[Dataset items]
-- Opening Marker --
//! # Account Addresses
//!
//! Owner and provider flags carry bech32 account addresses such as
//! `akash1...`. Two call paths treat them differently and the types keep
//! the distinction explicit:
//!
//! - **Required** (identifier path): the provider of a [`BidId`](crate::BidId)
//!   must decode. The decoded [`AccAddress`] is stored, not the raw string.
//! - **Optional** (filter path): an empty string means "no filter". A
//!   non-empty string must still decode, but the input string is kept
//!   unchanged inside an [`OptionalAddress`].
//!
//! Decoding sits behind the [`AddressDecoder`] trait so callers can swap
//! the account prefix or the encoding scheme. [`Bech32Codec`] is the
//! implementation used by the CLI.

use bech32::primitives::decode::CheckedHrpstring;
use bech32::{Bech32, Hrp};
use serde::Serialize;

use crate::error::{AddressError, ValidationError};

/// Human-readable prefix of account addresses on the default network.
pub const DEFAULT_ACCOUNT_PREFIX: &str = "akash";

/// Longest address payload accepted, in bytes.
pub const MAX_ADDRESS_LEN: usize = 255;

/// Decodes account address strings.
pub trait AddressDecoder {
    /// Decode `value` into an account address.
    ///
    /// # Errors
    ///
    /// Returns [`ValidationError::InvalidAddress`] when `value` is empty or
    /// does not decode under this decoder's scheme.
    fn decode(&self, value: &str) -> Result<AccAddress, ValidationError>;
}

/// A decoded account address.
///
/// Holds the raw address bytes and the canonical (lowercase) bech32
/// encoding. Serializes as the encoded string.
#[derive(Debug, Clone, PartialEq, Eq, Hash)]
pub struct AccAddress {
    bytes: Vec<u8>,
    encoded: String,
}

impl AccAddress {
    /// The raw address bytes.
    pub fn as_bytes(&self) -> &[u8] {
        &self.bytes
    }

    /// The canonical bech32 encoding.
    pub fn as_str(&self) -> &str {
        &self.encoded
    }
}

impl std::fmt::Display for AccAddress {
    fn fmt(&self, f: &mut std::fmt::Formatter<'_>) -> std::fmt::Result {
        f.write_str(&self.encoded)
    }
}

impl Serialize for AccAddress {
    fn serialize<S: serde::Serializer>(&self, serializer: S) -> Result<S::Ok, S::Error> {
        serializer.serialize_str(&self.encoded)
    }
}

/// An address filter: either unset (empty) or a string known to decode.
#[derive(Debug, Clone, Default, PartialEq, Eq, Hash, Serialize)]
#[serde(transparent)]
pub struct OptionalAddress(String);

impl OptionalAddress {
    /// An unset filter.
    pub fn unset() -> Self {
        Self::default()
    }

    /// Validate an address filter value.
    ///
    /// Empty input yields an unset filter. Non-empty input must decode with
    /// `decoder`; on success the input is kept exactly as given.
    ///
    /// # Errors
    ///
    /// Returns [`ValidationError::InvalidAddress`] when non-empty input
    /// does not decode.
    pub fn parse<D>(value: &str, decoder: &D) -> Result<Self, ValidationError>
    where
        D: AddressDecoder + ?Sized,
    {
        if !value.is_empty() {
            decoder.decode(value)?;
        }
        Ok(Self(value.to_string()))
    }

    /// Whether no address constraint applies.
    pub fn is_unset(&self) -> bool {
        self.0.is_empty()
    }

    /// The filter string; empty when unset.
    pub fn as_str(&self) -> &str {
        &self.0
    }

    /// The address, or `None` when unset.
    pub fn as_option(&self) -> Option<&str> {
        (!self.0.is_empty()).then_some(self.0.as_str())
    }
}

impl std::fmt::Display for OptionalAddress {
    fn fmt(&self, f: &mut std::fmt::Formatter<'_>) -> std::fmt::Result {
        f.write_str(&self.0)
    }
}

/// Bech32 (BIP-173 checksum) account address codec bound to one prefix.
#[derive(Debug, Clone, PartialEq, Eq)]
pub struct Bech32Codec {
    hrp: Hrp,
}

impl Bech32Codec {
    /// Create a codec for `prefix`.
    ///
    /// # Errors
    ///
    /// Returns [`ValidationError::InvalidPrefix`] if `prefix` is not a
    /// valid bech32 human-readable part.
    pub fn new(prefix: &str) -> Result<Self, ValidationError> {
        let hrp =
            Hrp::parse(prefix).map_err(|_| ValidationError::InvalidPrefix(prefix.to_string()))?;
        Ok(Self { hrp })
    }

    /// Codec for [`DEFAULT_ACCOUNT_PREFIX`].
    pub fn akash() -> Self {
        Self {
            hrp: Hrp::parse_unchecked(DEFAULT_ACCOUNT_PREFIX),
        }
    }

    /// The lowercase prefix this codec accepts.
    pub fn prefix(&self) -> String {
        self.hrp.to_lowercase()
    }

    /// Encode raw address bytes under this codec's prefix.
    ///
    /// # Errors
    ///
    /// Returns [`ValidationError::InvalidAddress`] if `bytes` is empty,
    /// longer than [`MAX_ADDRESS_LEN`], or cannot be encoded.
    pub fn encode(&self, bytes: &[u8]) -> Result<AccAddress, ValidationError> {
        let invalid = |reason| ValidationError::InvalidAddress {
            value: String::new(),
            reason,
        };
        check_payload_len(bytes.len()).map_err(invalid)?;
        let encoded = bech32::encode::<Bech32>(self.hrp, bytes)
            .map_err(|e| invalid(AddressError::Decode(e.to_string())))?;
        Ok(AccAddress {
            bytes: bytes.to_vec(),
            encoded,
        })
    }

    fn decode_inner(&self, value: &str) -> Result<AccAddress, AddressError> {
        if value.trim().is_empty() {
            return Err(AddressError::Empty);
        }

        let checked = CheckedHrpstring::new::<Bech32>(value)
            .map_err(|e| AddressError::Decode(e.to_string()))?;

        let found = checked.hrp().to_lowercase();
        let expected = self.prefix();
        if found != expected {
            return Err(AddressError::PrefixMismatch { expected, found });
        }

        let bytes: Vec<u8> = checked.byte_iter().collect();
        check_payload_len(bytes.len())?;

        // byte_iter drops leftover bits; only the exact re-encoding is accepted.
        let encoded = bech32::encode::<Bech32>(self.hrp, &bytes)
            .map_err(|e| AddressError::Decode(e.to_string()))?;
        if encoded != value.to_ascii_lowercase() {
            return Err(AddressError::InvalidPadding);
        }

        Ok(AccAddress { bytes, encoded })
    }
}

impl Default for Bech32Codec {
    fn default() -> Self {
        Self::akash()
    }
}

impl AddressDecoder for Bech32Codec {
    fn decode(&self, value: &str) -> Result<AccAddress, ValidationError> {
        self.decode_inner(value)
            .map_err(|reason| ValidationError::InvalidAddress {
                value: value.to_string(),
                reason,
            })
    }
}

fn check_payload_len(len: usize) -> Result<(), AddressError> {
    if len == 0 {
        return Err(AddressError::EmptyPayload);
    }
    if len > MAX_ADDRESS_LEN {
        return Err(AddressError::TooLong {
            len,
            max: MAX_ADDRESS_LEN,
        });
    }
    Ok(())
}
-- Closing Marker --
• _EXERCISE DESCRIPTION_: Reproduce the entries above exactly, but only the lines between the line holding "addresses such as" and the line holding "- **Required** (identifier", inclusive.

• _EXPECTED ANSWER_:
//! Owner and provider flags carry bech32 account addresses such as
//! `akash1...`. Two call paths treat them differently and the types keep
//! the distinction explicit:
//!
//! - **Required** (identifier path): the provider of a [`BidId`](crate::BidId)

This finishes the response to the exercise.